Après avoir réputé non écrit un certain nombre de clauses de Twitter (TGI Paris, 7 août 2018, n° 14/07300), le tribunal de grande instance de Paris, saisi par l’UFC-Que Choisir, déclare abusifs trente-trois ensembles de clauses prévus dans les Conditions générales et les Règles de confidentialité du réseau social Google+, allant du 20 décembre 2013 au 29 août 2016.
La décision ne serait-t-elle qu’un coup d’épée dans l’eau, étant donné la disparition imminente d’un réseau social moribond et la suppression d’un ensemble de clauses déjà obsolètes ? Rien n’est moins sûr : rares sont les décisions relatives aux conditions générales d’utilisation (CGU) des opérateurs de plateforme en ligne, et riches sont leurs apports.
L’un des apports le plus remarquable concerne l’articulation entre droit de la consommation et protection des données à caractère personnel. Sur l’applicabilité combinée de ces régimes, le tribunal de grande instance confirme d’une part l’application de l’article L. 212-1 du Code de la consommation (anc. art. L. 132-1) en présence d’un contrat conclu entre un professionnel et des consommateurs, peu important que le contrat soit également adressé à des professionnels, ou qu’il soit conclu à titre gratuit ou onéreux (V. en ce sens TGI Paris, 7 août 2018, préc. ; CA Paris, 12 févr. 2016, n° 12/12401). D’autre part, reconnaissant à Google la qualité nullement contestable de responsable du traitement, le tribunal de grande instance estime que les objectifs de la loi n° 78-17 du 6 janvier 1978, « Informatique et Libertés » (LIL), concourent parfaitement avec les objectifs du droit de la consommation qui visent à protéger les consommateurs « dans leurs différentes activités de consommation ».

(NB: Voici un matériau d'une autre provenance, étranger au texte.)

//! Anonymous shopper identity.
//!
//! Every browser gets a session id before it logs in; persisted cart,
//! wishlist and buy-now snapshots are namespaced under it.

use serde::{Deserialize, Serialize};
use std::fmt;

const PREFIX: &str = "sess_";
/// 18 random bytes encode to 24 URL-safe base64 characters.
const RANDOM_BYTES: usize = 18;
/// One year.
const COOKIE_MAX_AGE: u32 = 60 * 60 * 24 * 365;

/// Cookie carrying the session id between browser and server.
pub const SESSION_COOKIE: &str = "maison_sid";

#[derive(Debug, Clone, PartialEq, Eq, Hash, Serialize, Deserialize)]
#[serde(transparent)]
pub struct SessionId(String);

impl SessionId {
    pub fn new(id: impl Into<String>) -> Self {
        Self(id.into())
    }

    /// Fresh random id, `sess_` followed by URL-safe base64.
    pub fn generate() -> Self {
        use base64::{engine::general_purpose::URL_SAFE_NO_PAD, Engine};
        use rand::RngCore;

        let mut bytes = [0u8; RANDOM_BYTES];
        rand::thread_rng().fill_bytes(&mut bytes);
        Self(format!("{PREFIX}{}", URL_SAFE_NO_PAD.encode(bytes)))
    }

    pub fn as_str(&self) -> &str {
        &self.0
    }

    /// Find the session cookie in a `Cookie` request header. Values that
    /// are not ids this module could have issued are ignored.
    pub fn from_cookie_header(header: &str) -> Option<Self> {
        header
            .split(';')
            .filter_map(|pair| pair.trim().split_once('='))
            .find(|(name, _)| *name == SESSION_COOKIE)
            .map(|(_, value)| value.trim())
            .filter(|value| Self::is_well_formed(value))
            .map(Self::new)
    }

    /// `Set-Cookie` value handing this id to the browser.
    pub fn to_set_cookie(&self) -> String {
        format!("{SESSION_COOKIE}={}; Path=/; Max-Age={COOKIE_MAX_AGE}; HttpOnly; SameSite=Lax", self.0)
    }

    fn is_well_formed(value: &str) -> bool {
        value.strip_prefix(PREFIX).is_some_and(|rest| {
            !rest.is_empty() && rest.bytes().all(|b| b.is_ascii_alphanumeric() || b == b'-' || b == b'_')
        })
    }
}

impl fmt::Display for SessionId {
    fn fmt(&self, f: &mut fmt::Formatter<'_>) -> fmt::Result {
        f.write_str(&self.0)
    }
}

#[cfg(test)]
mod tests {
    use super::*;

    #[test]
    fn test_generated_ids_are_prefixed_and_distinct() {
        let a = SessionId::generate();
        let b = SessionId::generate();
        assert!(a.as_str().starts_with("sess_"));
        assert_eq!(a.as_str().len(), PREFIX.len() + 24);
        assert_ne!(a, b);
    }

    #[test]
    fn test_serializes_as_plain_string() {
        let id = SessionId::new("sess_1");
        assert_eq!(serde_json::to_string(&id).unwrap(), r#""sess_1""#);
    }

    #[test]
    fn test_cookie_header_lookup() {
        let id = SessionId::generate();
        let header = format!("theme=dark; {SESSION_COOKIE}={id}; other=1");
        assert_eq!(SessionId::from_cookie_header(&header), Some(id.clone()));

        assert_eq!(SessionId::from_cookie_header("theme=dark"), None);
        assert_eq!(SessionId::from_cookie_header("maison_sid=../../etc"), None);
        assert_eq!(SessionId::from_cookie_header("maison_sid=sess_"), None);

        let set_cookie = id.to_set_cookie();
        assert!(set_cookie.starts_with(&format!("maison_sid={id};")));
        assert!(set_cookie.contains("HttpOnly"));
    }
}
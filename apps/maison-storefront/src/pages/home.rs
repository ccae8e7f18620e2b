//! Homepage: CMS sections in admin-defined order.

use super::LoadError;
use crate::api::{get_home_data, HomeData};
use crate::state::{error_message, use_shop};
use leptos::prelude::*;
use leptos_meta::Title;
use maison_commerce::content::{HomeSection, HomeSectionEntry};
use maison_commerce::prelude::*;
use maison_ui::components::{ProductCard, ProductGridSkeleton, TestimonialCard};
use maison_ui::{CardsPerView, Carousel};

/// How many characters of a social caption fit under a tile.
const CAPTION_LENGTH: usize = 90;

#[component]
pub fn HomePage() -> impl IntoView {
    let data = Resource::new(|| (), |_| get_home_data());

    view! {
        <Title text=""/>
        <Suspense fallback=|| view! { <ProductGridSkeleton count=4/> }>
            {move || data.get().map(|result| match result {
                Ok(data) => {
                    let data = StoredValue::new(data);
                    data.with_value(|d| d.sections.clone())
                        .into_iter()
                        .map(|entry| view! { <Section entry=entry data=data/> })
                        .collect_view()
                        .into_any()
                }
                Err(e) => view! { <LoadError message=error_message(&e)/> }.into_any(),
            })}
        </Suspense>
    }
}

#[component]
fn Section(entry: HomeSectionEntry, data: StoredValue<HomeData>) -> impl IntoView {
    match entry.section {
        HomeSection::Hero {
            headline,
            subheadline,
            image_url,
            cta_text,
            cta_url,
        } => {
            let style = image_url.map(|url| format!("background-image: url('{url}')"));
            view! {
                <section class="hero" style=style>
                    <h1>{headline}</h1>
                    {subheadline.map(|s| view! { <p>{s}</p> })}
                    <a href=cta_url class="btn">{cta_text}</a>
                </section>
            }
            .into_any()
        }
        HomeSection::ProductCarousel { title, .. } => {
            let products = data.with_value(|d| d.products_for(&entry.id));
            view! {
                <section class="home-carousel">
                    <h2>{title.clone()}</h2>
                    <ProductCarousel products=products label=title/>
                </section>
            }
            .into_any()
        }
        HomeSection::Banner { image_url, title, link } => {
            let alt = title.clone().unwrap_or_default();
            let image = view! { <img src=image_url alt=alt loading="lazy"/> };
            view! {
                <section class="banner">
                    {match link {
                        Some(href) => view! { <a href=href>{image}</a> }.into_any(),
                        None => image.into_any(),
                    }}
                    {title.map(|t| view! { <h2>{t}</h2> })}
                </section>
            }
            .into_any()
        }
        HomeSection::Testimonials { title } => {
            let testimonials = data.with_value(|d| d.testimonials.clone());
            (!testimonials.is_empty())
                .then(|| {
                    view! {
                        <section class="home-testimonials">
                            <h2>{title.clone()}</h2>
                            <Carousel
                                items=testimonials
                                render=|t: Testimonial| view! { <TestimonialCard testimonial=t/> }
                                cards_per_view=CardsPerView::responsive(1, 2, 3)
                                interval=6000
                                label=title
                            />
                        </section>
                    }
                })
                .into_any()
        }
        HomeSection::SocialFeed { title, handle } => {
            let posts = data.with_value(|d| d.social.clone());
            (!posts.is_empty())
                .then(|| {
                    view! {
                        <section class="social-feed">
                            <h2>{title}</h2>
                            {handle.map(|h| view! { <p class="social-handle">{format!("@{h}")}</p> })}
                            <div class="social-grid">
                                {posts.into_iter().map(|post| view! { <SocialTile post=post/> }).collect_view()}
                            </div>
                        </section>
                    }
                })
                .into_any()
        }
    }
}

/// Products in a carousel, wired to the wishlist.
#[component]
pub fn ProductCarousel(products: Vec<Product>, #[prop(into)] label: String) -> impl IntoView {
    let shop = use_shop();
    let render = move |product: Product| {
        let id = product.id.clone();
        let wishlisted = Signal::derive(move || shop.store.with(|s| s.wishlist.contains(&id)));
        view! {
            <ProductCard
                product=product
                wishlisted=wishlisted
                on_wishlist=Callback::new(move |p: Product| shop.toggle_wishlist(p))
            />
        }
    };

    view! {
        <Carousel
            items=products
            render=render
            cards_per_view=CardsPerView::responsive(2, 3, 4)
            max_card_width=320.0
            label=label
        />
    }
}

#[component]
fn SocialTile(post: SocialPost) -> impl IntoView {
    let caption = post.short_caption(CAPTION_LENGTH);
    let alt = caption.clone().unwrap_or_else(|| "Instagram post".to_string());
    let is_video = post.media_type == MediaType::Video;

    view! {
        <a class="social-tile" href=post.permalink.clone() target="_blank" rel="noopener">
            <img src=post.display_url().to_string() alt=alt loading="lazy"/>
            {is_video.then(|| view! { <span class="social-video" aria-label="Video">"▶"</span> })}
            {caption.map(|c| view! { <p>{c}</p> })}
        </a>
    }
}
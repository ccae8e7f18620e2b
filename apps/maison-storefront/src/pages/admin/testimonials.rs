use super::SortableList;
use crate::api::{admin_testimonials, delete_testimonial, reorder_testimonials, save_testimonial};
use crate::pages::LoadError;
use crate::state::{error_message, use_shop};
use leptos::prelude::*;
use leptos::task::spawn_local;
use maison_commerce::prelude::*;
use maison_ui::components::Modal;
use maison_ui::ReorderList;

#[component]
pub fn TestimonialsPanel() -> impl IntoView {
    let shop = use_shop();
    let loaded = Resource::new(|| (), |_| admin_testimonials());
    let list = RwSignal::new(ReorderList::new(Vec::<Testimonial>::new()));
    // Which testimonial the editor is open for; `Some(None)` is a new one.
    let editing = RwSignal::new(None::<Option<Testimonial>>);

    Effect::new(move |_| {
        if let Some(Ok(items)) = loaded.get() {
            list.set(ReorderList::new(items));
        }
    });

    let on_save = Callback::new(move |items: Vec<Testimonial>| {
        let ids: Vec<TestimonialId> = items.iter().map(|t| t.id.clone()).collect();
        spawn_local(async move {
            match reorder_testimonials(ids).await {
                Ok(saved) => {
                    list.set(ReorderList::new(saved));
                    shop.toasts.success("Order saved");
                }
                Err(e) => {
                    shop.toasts.error(error_message(&e));
                    loaded.refetch();
                }
            }
        });
    });

    let remove = move |t: Testimonial| {
        spawn_local(async move {
            match delete_testimonial(t.id.clone()).await {
                Ok(()) => {
                    list.update(|l| {
                        let rest = l.items().iter().filter(|i| i.id != t.id).cloned().collect();
                        *l = ReorderList::new(rest);
                    });
                    shop.toasts.success(format!("Removed {}'s testimonial", t.author_name));
                }
                Err(e) => shop.toasts.error(error_message(&e)),
            }
        });
    };

    view! {
        <h2>"Testimonials"</h2>
        <p class="muted">"Drag to change the order shown on the homepage."</p>
        <button class="btn" on:click=move |_| editing.set(Some(None))>"Add testimonial"</button>
        <Suspense fallback=|| view! { <p>"Loading..."</p> }>
            {move || loaded.get().and_then(|r| r.err()).map(|e| view! { <LoadError message=error_message(&e)/> })}
        </Suspense>
        <SortableList
            list=list
            key=|t: &Testimonial| t.id.to_string()
            label=|t: &Testimonial| {
                let state = if t.published { "" } else { " (draft)" };
                format!("{}: \u{201c}{}\u{201d}{}", t.author_name, t.quote.chars().take(60).collect::<String>(), state)
            }
            actions=move |t: Testimonial| {
                let edit = t.clone();
                view! {
                    <button class="link" on:click=move |_| editing.set(Some(Some(edit.clone())))>"Edit"</button>
                    <button class="link danger" on:click=move |_| remove(t.clone())>"Delete"</button>
                }
            }
            on_save=on_save
        />
        {move || editing.get().map(|target| view! {
            <TestimonialEditor
                target=target
                on_close=Callback::new(move |_| editing.set(None))
                on_saved=Callback::new(move |saved: Testimonial| {
                    list.update(|l| {
                        let mut items = l.items().to_vec();
                        match items.iter_mut().find(|i| i.id == saved.id) {
                            Some(existing) => *existing = saved,
                            None => items.push(saved),
                        }
                        *l = ReorderList::new(items);
                    });
                    editing.set(None);
                })
            />
        })}
    }
}

#[component]
fn TestimonialEditor(
    target: Option<Testimonial>,
    on_close: Callback<()>,
    on_saved: Callback<Testimonial>,
) -> impl IntoView {
    let shop = use_shop();
    let id = target.as_ref().map(|t| t.id.clone());
    let title = if id.is_some() { "Edit testimonial" } else { "New testimonial" };
    let input = RwSignal::new(target.as_ref().map(TestimonialInput::from).unwrap_or(TestimonialInput {
        rating: 5,
        published: true,
        ..Default::default()
    }));
    let pending = RwSignal::new(false);
    let id = StoredValue::new(id);

    let submit = move |ev: leptos::ev::SubmitEvent| {
        ev.prevent_default();
        let body = input.get_untracked();
        if let Err(errors) = body.validate() {
            for e in errors {
                shop.toasts.error(e.to_string());
            }
            return;
        }
        pending.set(true);
        spawn_local(async move {
            match save_testimonial(id.get_value(), body).await {
                Ok(saved) => {
                    shop.toasts.success("Testimonial saved");
                    on_saved.run(saved);
                }
                Err(e) => shop.toasts.error(error_message(&e)),
            }
            pending.set(false);
        });
    };

    view! {
        <Modal open=Signal::stored(true) on_close=on_close title=title>
            <form class="admin-form" on:submit=submit>
                <label>
                    "Name"
                    <input
                        prop:value=move || input.with(|i| i.author_name.clone())
                        on:input=move |ev| input.update(|i| i.author_name = event_target_value(&ev))
                    />
                </label>
                <label>
                    "Location"
                    <input
                        prop:value=move || input.with(|i| i.author_location.clone().unwrap_or_default())
                        on:input=move |ev| {
                            let v = event_target_value(&ev);
                            input.update(|i| i.author_location = (!v.trim().is_empty()).then_some(v));
                        }
                    />
                </label>
                <label>
                    "Quote"
                    <textarea
                        prop:value=move || input.with(|i| i.quote.clone())
                        on:input=move |ev| input.update(|i| i.quote = event_target_value(&ev))
                    ></textarea>
                </label>
                <label>
                    "Rating"
                    <input
                        type="number"
                        min="1"
                        max="5"
                        prop:value=move || input.with(|i| i.rating.to_string())
                        on:input=move |ev| {
                            if let Ok(r) = event_target_value(&ev).parse() {
                                input.update(|i| i.rating = r);
                            }
                        }
                    />
                </label>
                <label>
                    "Avatar URL"
                    <input
                        type="url"
                        prop:value=move || input.with(|i| i.avatar_url.clone().unwrap_or_default())
                        on:input=move |ev| {
                            let v = event_target_value(&ev);
                            input.update(|i| i.avatar_url = (!v.trim().is_empty()).then_some(v));
                        }
                    />
                </label>
                <label class="checkbox">
                    <input
                        type="checkbox"
                        prop:checked=move || input.with(|i| i.published)
                        on:change=move |ev| input.update(|i| i.published = event_target_checked(&ev))
                    />
                    "Published"
                </label>
                <button class="btn" type="submit" disabled=pending>"Save"</button>
            </form>
        </Modal>
    }
}
//! Testimonials: public list plus the admin editor.

use crate::error::ServiceResult;
use crate::segment;
use maison_commerce::ids::TestimonialId;
use maison_commerce::testimonial::{self, Reorder, Testimonial, TestimonialInput};
use maison_data::FetchClient;

/// Published testimonials in display order.
pub async fn published(client: &FetchClient) -> ServiceResult<Vec<Testimonial>> {
    let all: Vec<Testimonial> = client.get("/testimonials").send_data().await?;
    Ok(testimonial::published(&all))
}

/// Admin: every testimonial, drafts included, in display order.
pub async fn admin_list(client: &FetchClient) -> ServiceResult<Vec<Testimonial>> {
    let mut all: Vec<Testimonial> = client.get("/admin/testimonials").send_data().await?;
    all.sort_by_key(|t| t.position);
    Ok(all)
}

pub async fn create(client: &FetchClient, input: &TestimonialInput) -> ServiceResult<Testimonial> {
    input.validate()?;
    Ok(client
        .post("/admin/testimonials")
        .json(input)?
        .send_data()
        .await?)
}

pub async fn update(client: &FetchClient, id: &TestimonialId, input: &TestimonialInput) -> ServiceResult<Testimonial> {
    input.validate()?;
    Ok(client
        .put(format!("/admin/testimonials/{}", segment(id)))
        .json(input)?
        .send_data()
        .await?)
}

pub async fn delete(client: &FetchClient, id: &TestimonialId) -> ServiceResult<()> {
    client
        .delete(format!("/admin/testimonials/{}", segment(id)))
        .send()
        .await?
        .error_for_status()?;
    Ok(())
}

/// Persist a new display order, first to last.
pub async fn reorder(client: &FetchClient, ids: &[TestimonialId]) -> ServiceResult<Vec<Testimonial>> {
    let body = Reorder { ids: ids.to_vec() };
    let mut all: Vec<Testimonial> = client
        .put("/admin/testimonials/order")
        .json(&body)?
        .send_data()
        .await?;
    all.sort_by_key(|t| t.position);
    tracing::info!(count = ids.len(), "testimonials reordered");
    Ok(all)
}

#[cfg(test)]
mod tests {
    use super::*;
    use crate::testing::{client, mock};
    use maison_data::Method;
    use serde_json::json;

    fn t(id: &str, position: u32, published: bool) -> serde_json::Value {
        json!({
            "id": id, "authorName": "Rhea Sen", "quote": "Exquisite tailoring.",
            "position": position, "published": published
        })
    }

    #[tokio::test]
    async fn test_published_filters_and_orders() {
        let mock = mock();
        mock.push_json(200, json!([t("a", 2, true), t("b", 1, false), t("c", 0, true)]));
        let list = published(&client(&mock)).await.unwrap();
        let ids: Vec<_> = list.iter().map(|t| t.id.as_str()).collect();
        assert_eq!(ids, vec!["c", "a"]);
    }

    #[tokio::test]
    async fn test_update_and_reorder() {
        let mock = mock();
        mock.push_json(200, t("a", 0, true));
        mock.push_json(200, json!([t("b", 1, true), t("a", 0, true)]));

        let input = TestimonialInput {
            author_name: "Rhea Sen".to_string(),
            quote: "Exquisite tailoring.".to_string(),
            rating: 5,
            published: true,
            ..Default::default()
        };
        update(&client(&mock), &TestimonialId::new("a"), &input).await.unwrap();
        let ordered = reorder(
            &client(&mock),
            &[TestimonialId::new("a"), TestimonialId::new("b")],
        )
        .await
        .unwrap();
        assert_eq!(ordered[0].id.as_str(), "a");

        let requests = mock.requests();
        assert_eq!(requests[0].method(), Method::Put);
        assert!(requests[0].url().ends_with("/admin/testimonials/a"));
        assert_eq!(requests[1].body_json().unwrap(), json!({"ids": ["a", "b"]}));
    }

    #[tokio::test]
    async fn test_create_validates() {
        let mock = mock();
        let err = create(&client(&mock), &TestimonialInput::default()).await.unwrap_err();
        assert_eq!(err.field_errors().len(), 3);
    }
}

Sur le fond, l’approche du tribunal de grande instance est particulièrement enrichissante en ce qui concerne la manière de rédiger ses CGU, notamment lorsqu’un parallèle est dressé avec la récente décision de la CNIL condamnant Google pour les CGU de son OS Android (Délib. n° SAN-2019-001 du 21 janv. 2019). Des questionnements sur la méthode à adopter pour délivrer une information claire et compréhensible étaient légitimes. Une information complète sur un document unique pouvait effectivement paraître lourde. Aussi les opérateurs ont-ils pris pour habitude de délivrer une information par paliers, par renvois à des liens hypertextes. Il n’était toutefois pas évident de connaître clairement la frontière entre une information par renvois accessible et une information tellement morcelée qu’elle ne respecterait pas les exigences légales. Dans ses Règles de confidentialité, Google énonçait que l’utilisateur pouvait, par exemple « Utiliser Google Dashboard pour vérifier et contrôler certains types de données liés à [son] Compte Google » (clause n° 20) ou que l’utilisateur pourrait trouver « d'autres ressources utiles liées à la confidentialité et à la protection des données sur les pages Règles et principes de Google », en précisant le contenu desdites ressources (clause n° 39). Selon le tribunal de grande instance, de tels renvois sont parfaitement clairs pour un utilisateur « normalement avisé et vigilant », « eu égard à l’usage devenu courant et standard » de ces pratiques.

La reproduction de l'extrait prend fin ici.